Risk increases when comparisons rely on outdated data or undefined benchmarks. Market conditions change, competitors evolve, and claims that were once defensible may become inaccurate. Ongoing review is essential for claims that remain in the market over time.
“Comparative claims age quickly,” Roby says. “Substantiation must be revisited as markets shift.”
Influencer and Endorsement Claims
Endorsements introduce a blended risk profile involving claims substantiation in advertising law as well as disclosure compliance. Influencer statements can create express and implied claims attributed to the brand. Companies remain responsible for ensuring that endorsed claims are truthful, substantiated, and properly disclosed.
Training, monitoring, and enforcement mechanisms help manage this risk. Influencers must understand approved messaging boundaries and disclosure obligations. Failure to intervene when violations occur increases liability exposure.
Endorsement compliance programs work best when integrated into broader substantiation review rather than treated as a separate function.
Global Considerations and Jurisdictional Variation
Multinational brands face varying substantiation standards across jurisdictions. What qualifies as adequate evidence in one market may be insufficient in another. Advertising review processes must therefore account for regional regulatory frameworks and enforcement priorities.
Harmonization strategies can reduce complexity by adopting higher evidentiary standards across markets.
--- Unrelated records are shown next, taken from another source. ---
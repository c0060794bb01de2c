//! # Gateway Config
//!
//! Configuration for the ZG Inference Gateway.
//!
//! Configuration is layered: built-in defaults, then an optional YAML or TOML
//! file, then `GATEWAY_*` environment variables. The merged result is
//! validated before the gateway starts.

#![forbid(unsafe_code)]
#![warn(missing_docs)]

pub mod config;
pub mod loader;

pub use config::{
    BrokerConfig, CompletionConfig, ConfigError, GatewayConfig, LoggingSettings, ServerSettings,
};
pub use loader::ConfigLoader;
//! Service cache.
//!
//! Readers load an immutable snapshot; a refresh builds a complete new
//! snapshot and swaps it in, so no reader ever observes a half-built cache.

use arc_swap::ArcSwap;
use gateway_core::ServiceRecord;
use std::collections::HashMap;
use std::sync::Arc;

/// Immutable view of the directory at one point in time
#[derive(Debug, Default)]
pub struct CacheSnapshot {
    records: Vec<ServiceRecord>,
    by_model: HashMap<String, usize>,
}

impl CacheSnapshot {
    /// Index records by model; the first record for a model wins
    #[must_use]
    pub fn from_records(records: Vec<ServiceRecord>) -> Self {
        let mut by_model = HashMap::with_capacity(records.len());
        for (idx, record) in records.iter().enumerate() {
            by_model.entry(record.model.clone()).or_insert(idx);
        }
        Self { records, by_model }
    }

    /// Exact, case-sensitive lookup
    #[must_use]
    pub fn lookup(&self, model: &str) -> Option<&ServiceRecord> {
        self.by_model.get(model).map(|&idx| &self.records[idx])
    }

    /// All records in directory order
    #[must_use]
    pub fn records(&self) -> &[ServiceRecord] {
        &self.records
    }

    /// Number of records
    #[must_use]
    pub fn len(&self) -> usize {
        self.records.len()
    }

    /// Whether the snapshot is empty
    #[must_use]
    pub fn is_empty(&self) -> bool {
        self.records.is_empty()
    }
}

/// Shared service cache
#[derive(Debug, Default)]
pub struct ServiceCache {
    snapshot: ArcSwap<CacheSnapshot>,
}

impl ServiceCache {
    /// Create an empty cache
    #[must_use]
    pub fn new() -> Self {
        Self::default()
    }

    /// Current snapshot
    #[must_use]
    pub fn snapshot(&self) -> Arc<CacheSnapshot> {
        self.snapshot.load_full()
    }

    /// Replace the whole cache with `records`
    pub fn replace(&self, records: Vec<ServiceRecord>) {
        self.snapshot
            .store(Arc::new(CacheSnapshot::from_records(records)));
    }

    /// Look up a model in the current snapshot
    #[must_use]
    pub fn lookup(&self, model: &str) -> Option<ServiceRecord> {
        self.snapshot.load().lookup(model).cloned()
    }

    /// Whether the cache holds no services
    #[must_use]
    pub fn is_empty(&self) -> bool {
        self.snapshot.load().is_empty()
    }
}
While this may limit certain claims, it improves consistency and reduces rework.
Coordination between regional legal teams supports efficient rollout while preserving compliance integrity.
Role of Legal in Marketing Collaboration
Legal teams play a strategic role in claims development when engaged early. Collaboration during ideation allows compliance considerations to inform creative direction rather than restrict it after the fact. This approach reduces revisions, accelerates approvals, and improves campaign resilience.
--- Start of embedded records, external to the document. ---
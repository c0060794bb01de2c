//! # Gateway Providers
//!
//! HTTP clients for the ZG Inference Gateway's external collaborators:
//! - `HttpBroker`: the marketplace broker sidecar (service listing, request
//!   signing, fee settlement)
//! - `HttpInferenceClient`: OpenAI-style chat completion calls against a
//!   provider endpoint

#![forbid(unsafe_code)]
#![warn(missing_docs)]

pub mod broker;
pub mod inference;

mod http_error;

// Re-export main types
pub use broker::{HttpBroker, HttpBrokerConfig};
pub use inference::{HttpInferenceClient, HttpInferenceConfig};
Clear review protocols help marketing teams understand expectations. When legal guidance is predictable and commercially informed, trust increases and compliance improves.
Claims substantiation succeeds when legal review operates as a business partner rather than an external checkpoint.
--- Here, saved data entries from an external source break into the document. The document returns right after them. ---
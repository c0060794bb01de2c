//! Configuration types.

use secrecy::SecretString;
use serde::Deserialize;
use std::time::Duration;
use thiserror::Error;

/// Configuration errors
#[derive(Debug, Error)]
pub enum ConfigError {
    /// Failed to read the configuration file
    #[error("Failed to read config file {path}: {source}")]
    Io {
        /// File path
        path: String,
        /// Underlying error
        source: std::io::Error,
    },

    /// Failed to parse the configuration file
    #[error("Failed to parse config file {path}: {message}")]
    Parse {
        /// File path
        path: String,
        /// Parser message
        message: String,
    },

    /// File extension is neither YAML nor TOML
    #[error("Unsupported config format: {0}")]
    UnsupportedFormat(String),

    /// Environment variable holds an unusable value
    #[error("Invalid value for {var}: {message}")]
    Env {
        /// Variable name
        var: String,
        /// What was wrong
        message: String,
    },

    /// Semantic validation failed
    #[error("Invalid configuration: {field}: {message}")]
    Invalid {
        /// Offending field
        field: String,
        /// What was wrong
        message: String,
    },
}

impl ConfigError {
    fn invalid(field: &str, message: impl Into<String>) -> Self {
        Self::Invalid {
            field: field.to_string(),
            message: message.into(),
        }
    }
}

impl From<ConfigError> for gateway_core::GatewayError {
    fn from(err: ConfigError) -> Self {
        Self::configuration(err.to_string())
    }
}

/// Root gateway configuration
#[derive(Debug, Clone, Default, Deserialize)]
#[serde(default)]
pub struct GatewayConfig {
    /// HTTP server settings
    pub server: ServerSettings,
    /// Marketplace broker settings
    pub broker: BrokerConfig,
    /// Completion orchestration settings
    pub completion: CompletionConfig,
    /// Logging settings
    pub logging: LoggingSettings,
}

impl GatewayConfig {
    /// Validate the merged configuration
    ///
    /// # Errors
    /// Returns the first invalid field found
    pub fn validate(&self) -> Result<(), ConfigError> {
        if self.server.host.trim().is_empty() {
            return Err(ConfigError::invalid("server.host", "must not be empty"));
        }
        if self.server.request_timeout.is_zero() {
            return Err(ConfigError::invalid(
                "server.request_timeout",
                "must be greater than zero",
            ));
        }

        url::Url::parse(&self.broker.url)
            .map_err(|e| ConfigError::invalid("broker.url", e.to_string()))?;
        if self.broker.timeout.is_zero() {
            return Err(ConfigError::invalid(
                "broker.timeout",
                "must be greater than zero",
            ));
        }
        if self
            .broker
            .provider
            .as_deref()
            .is_some_and(|p| p.trim().is_empty())
        {
            return Err(ConfigError::invalid(
                "broker.provider",
                "must not be empty when set",
            ));
        }

        if self.completion.max_retries == 0 {
            return Err(ConfigError::invalid(
                "completion.max_retries",
                "must be at least 1",
            ));
        }
        if self.completion.attempt_timeout.is_zero() {
            return Err(ConfigError::invalid(
                "completion.attempt_timeout",
                "must be greater than zero",
            ));
        }
        if let Some(pattern) = &self.completion.fee_pattern {
            let regex = regex::Regex::new(pattern)
                .map_err(|e| ConfigError::invalid("completion.fee_pattern", e.to_string()))?;
            // captures_len counts the implicit whole-match group
            if regex.captures_len() < 2 {
                return Err(ConfigError::invalid(
                    "completion.fee_pattern",
                    "must contain a capture group for the amount",
                ));
            }
        }

        Ok(())
    }
}

/// HTTP server settings
#[derive(Debug, Clone, Deserialize)]
#[serde(default)]
pub struct ServerSettings {
    /// Bind address
    pub host: String,
    /// Bind port
    pub port: u16,
    /// Outer bound for a whole HTTP request
    #[serde(with = "humantime_serde")]
    pub request_timeout: Duration,
    /// Allow cross-origin requests
    pub cors_enabled: bool,
}

impl Default for ServerSettings {
    fn default() -> Self {
        Self {
            host: "0.0.0.0".to_string(),
            port: 3000,
            request_timeout: Duration::from_secs(300),
            cors_enabled: true,
        }
    }
}

/// Marketplace broker settings
#[derive(Debug, Clone, Deserialize)]
#[serde(default)]
pub struct BrokerConfig {
    /// Broker sidecar base URL
    pub url: String,
    /// Bearer token for the broker sidecar
    pub api_token: Option<SecretString>,
    /// Timeout for a single broker call
    #[serde(with = "humantime_serde")]
    pub timeout: Duration,
    /// Pinned provider address; resolves via service metadata when set
    pub provider: Option<String>,
    /// Load the service directory at startup
    pub warm_cache: bool,
}

impl Default for BrokerConfig {
    fn default() -> Self {
        Self {
            url: "http://127.0.0.1:3080".to_string(),
            api_token: None,
            timeout: Duration::from_secs(30),
            provider: None,
            warm_cache: true,
        }
    }
}

/// Completion orchestration settings
#[derive(Debug, Clone, Deserialize)]
#[serde(default)]
pub struct CompletionConfig {
    /// Maximum attempts per request
    pub max_retries: u32,
    /// Fixed wait between attempts
    #[serde(with = "humantime_serde")]
    pub retry_delay: Duration,
    /// Bound on signing plus calling for one attempt
    #[serde(with = "humantime_serde")]
    pub attempt_timeout: Duration,
    /// Override for the fee-shortfall pattern; group 1 is the amount
    pub fee_pattern: Option<String>,
}

impl Default for CompletionConfig {
    fn default() -> Self {
        Self {
            max_retries: 3,
            retry_delay: Duration::from_secs(1),
            attempt_timeout: Duration::from_secs(60),
            fee_pattern: None,
        }
    }
}

/// Logging settings
#[derive(Debug, Clone, Deserialize)]
#[serde(default)]
pub struct LoggingSettings {
    /// Default filter directive, overridden by RUST_LOG
    pub level: String,
    /// Emit JSON lines
    pub json: bool,
}

impl Default for LoggingSettings {
    fn default() -> Self {
        Self {
            level: "info".to_string(),
            json: false,
        }
    }
}

#[cfg(test)]
mod tests {
    use super::*;

    #[test]
    fn test_defaults_are_valid() {
        let config = GatewayConfig::default();
        assert!(config.validate().is_ok());
        assert_eq!(config.completion.max_retries, 3);
        assert_eq!(config.completion.retry_delay, Duration::from_secs(1));
        assert!(config.broker.warm_cache);
    }

    #[test]
    fn test_zero_retries_rejected() {
        let mut config = GatewayConfig::default();
        config.completion.max_retries = 0;
        let err = config.validate().unwrap_err();
        assert!(err.to_string().contains("completion.max_retries"));
    }

    #[test]
    fn test_bad_broker_url_rejected() {
        let mut config = GatewayConfig::default();
        config.broker.url = "not a url".to_string();
        assert!(config.validate().is_err());
    }

    #[test]
    fn test_fee_pattern_needs_group() {
        let mut config = GatewayConfig::default();
        config.completion.fee_pattern = Some(r"expected \d+".to_string());
        assert!(config.validate().is_err());

        config.completion.fee_pattern = Some(r"expected (\d+)".to_string());
        assert!(config.validate().is_ok());

        config.completion.fee_pattern = Some(r"expected (\d+".to_string());
        assert!(config.validate().is_err());
    }

    #[test]
    fn test_blank_pinned_provider_rejected() {
        let mut config = GatewayConfig::default();
        config.broker.provider = Some(" ".to_string());
        assert!(config.validate().is_err());
    }
}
Enforcement Trends and Practical Implications
Regulatory enforcement continues to focus on claims that influence purchasing decisions. Digital advertising, environmental claims, and performance representations remain areas of active scrutiny. Competitor challenges also contribute to enforcement activity, particularly in crowded consumer categories.
Preparedness reduces disruption. Brands with strong substantiation practices respond more efficiently to inquiries and challenges, often resolving matters without escalation.
Proactive compliance protects not only legal position but also brand credibility in the marketplace.
Protecting Credibility in a Claims-Driven Marketplace
Claims substantiation will continue to define how consumer brands earn trust in an environment shaped by scrutiny, speed, and accountability. As regulators, competitors, and consumers gain greater visibility into marketing practices, the margin for unsupported claims narrows. Brands that invest early in rigorous substantiation frameworks position themselves to adapt as standards evolve rather than react under pressure.
Looking ahead, the strongest organizations will treat substantiation as an operating discipline embedded across marketing, legal, and product teams. Evidence-backed claims allow companies to move faster with confidence, expand into new channels responsibly, and withstand challenges without disruption. This approach transforms compliance from a risk-control function into a strategic advantage.
In a marketplace where credibility is increasingly fragile, verified claims serve as a signal of discipline, transparency, and maturity. Brands that protect what they promise protect their future. Those commitments, consistently supported and responsibly communicated, become the foundation for durable growth and lasting competitive strength.